| Turkestan Governorate-General | |||||||||||||
|---|---|---|---|---|---|---|---|---|---|---|---|---|---|
| Governorate-General of Russian Empire | |||||||||||||
| 1867–1918 | |||||||||||||
Location in the Russian Empire | |||||||||||||
| Anthem | |||||||||||||
| Bozhe, Tsarya khrani! Боже, Царя храни! "God Save the Tsar!" | |||||||||||||
| Capital | Tashkent | ||||||||||||
| Demonym | Turkestani | ||||||||||||
| Area | |||||||||||||
• 1897 (Russian Empire Census) | 1,707,003 km2 (659,078 sq mi) | ||||||||||||
| Population | |||||||||||||
• 1897 (Russian Empire Census) | 5,280,983 | ||||||||||||
| History | |||||||||||||
• Established | 23 July 1867 | ||||||||||||
• Disestablished during the Russian Revolution | 30 April 1918 | ||||||||||||
| Political subdivisions | Oblasts: 5 (since 1897) | ||||||||||||
| |||||||||||||
| Today part of | Kazakhstan, Kyrgyzstan, Tajikistan, Turkmenistan, Uzbekistan | ||||||||||||
Russian Turkestan[a] was the vast region of Central Asia governed by the Russian Empire, often described by historians as a colonial possession.[1] It was formally organized as the Turkestan Governorate-General[b] in 1867, and was also known as the Turkestan Krai[c] from 1886 onward. For administrative and military purposes, its territory was managed as the Turkestan Military District.
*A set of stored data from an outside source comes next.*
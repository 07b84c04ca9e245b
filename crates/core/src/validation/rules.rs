//! Single-field rules. Each returns the message to show, or `Ok`.

use once_cell::sync::Lazy;
use regex_lite::Regex;

static EMAIL: Lazy<Regex> = Lazy::new(|| {
    Regex::new(r"^[A-Za-z0-9._%+\-]+@[A-Za-z0-9\-]+(\.[A-Za-z0-9\-]+)*\.[A-Za-z]{2,}$")
        .expect("email pattern")
});

static URL: Lazy<Regex> =
    Lazy::new(|| Regex::new(r"^https?://[^\s/$.?#][^\s]*$").expect("url pattern"));

pub type RuleResult = Result<(), String>;

pub fn required(value: &str) -> RuleResult {
    if value.trim().is_empty() {
        Err("This field is required".to_string())
    } else {
        Ok(())
    }
}

pub fn max_length(value: &str, max: usize) -> RuleResult {
    if value.chars().count() > max {
        Err(format!("Must be at most {} characters", max))
    } else {
        Ok(())
    }
}

/// Parse a numeric text input and check it against `min`.
pub fn number_at_least(value: &str, min: f64) -> Result<f64, String> {
    let number: f64 = value
        .trim()
        .parse()
        .map_err(|_| "Must be a number".to_string())?;
    if !number.is_finite() {
        return Err("Must be a number".to_string());
    }
    if number < min {
        return Err(format!("Must be at least {}", min));
    }
    Ok(number)
}

pub fn email(value: &str) -> RuleResult {
    if EMAIL.is_match(value.trim()) {
        Ok(())
    } else {
        Err("Enter a valid email address".to_string())
    }
}

pub fn url(value: &str) -> RuleResult {
    if URL.is_match(value.trim()) {
        Ok(())
    } else {
        Err("Enter a valid URL".to_string())
    }
}

#[cfg(test)]
mod tests {
    use super::*;

    #[test]
    fn test_required() {
        assert!(required("x").is_ok());
        assert!(required("").is_err());
        assert!(required("   ").is_err());
    }

    #[test]
    fn test_max_length_counts_chars() {
        assert!(max_length("héllo", 5).is_ok());
        assert!(max_length("héllo!", 5).is_err());
    }

    #[test]
    fn test_number_at_least() {
        assert_eq!(number_at_least("0", 0.0), Ok(0.0));
        assert_eq!(number_at_least(" 12.5 ", 0.0), Ok(12.5));
        assert!(number_at_least("-1", 0.0).is_err());
        assert!(number_at_least("abc", 0.0).is_err());
        assert!(number_at_least("NaN", 0.0).is_err());
    }

    #[test]
    fn test_email() {
        assert!(email("someone@example.com").is_ok());
        assert!(email("first.last+tag@mail.example.org").is_ok());
        assert!(email("someone@").is_err());
        assert!(email("no-at-sign.com").is_err());
        assert!(email("a@b").is_err());
    }

    #[test]
    fn test_url() {
        assert!(url("https://example.com/page?x=1").is_ok());
        assert!(url("http://localhost:3000").is_ok());
        assert!(url("ftp://example.com").is_err());
        assert!(url("example.com").is_err());
    }
}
It comprised the oasis regions south of the Kazakh Steppe but excluded the Russian protectorates of the Emirate of Bukhara and the Khanate of Khiva. While these states retained internal autonomy, their independence was largely nominal, as Russia controlled their foreign relations and military affairs.[2] The population consisted primarily of speakers of Uzbek, Kazakh, Kyrgyz, and Tajik, with a significant Russian settler minority.[3]
History
[edit]| History of Central Asia |
|---|

Establishment
[edit]Although Russia had been pushing south into the steppes from Astrakhan and Orenburg since the failed Khivan expedition of Peter the Great in 1717, a more systematic conquest began in the 1850s. After subjugating the Kazakh hordes, Russian forces captured key Kokandi forts, including Ak-Mechet in 1853. However, the most decisive phase of the conquest began in 1865. That year the Russian forces took the city of Tashkent[4] under the leadership of General Mikhail Chernyayev, who expanded the territories of Turkestan Oblast (part of Orenburg Governorate-General). Chernyayev had exceeded his orders (he only had 3,000 men under his command at the time) but Saint Petersburg recognized the annexation in any case. This was swiftly followed by the conquest of Khodzhent, Dzhizak and Ura-Tyube, culminating in the annexation of Samarkand and the surrounding region on the Zeravshan River from the Emirate of Bukhara in 1868.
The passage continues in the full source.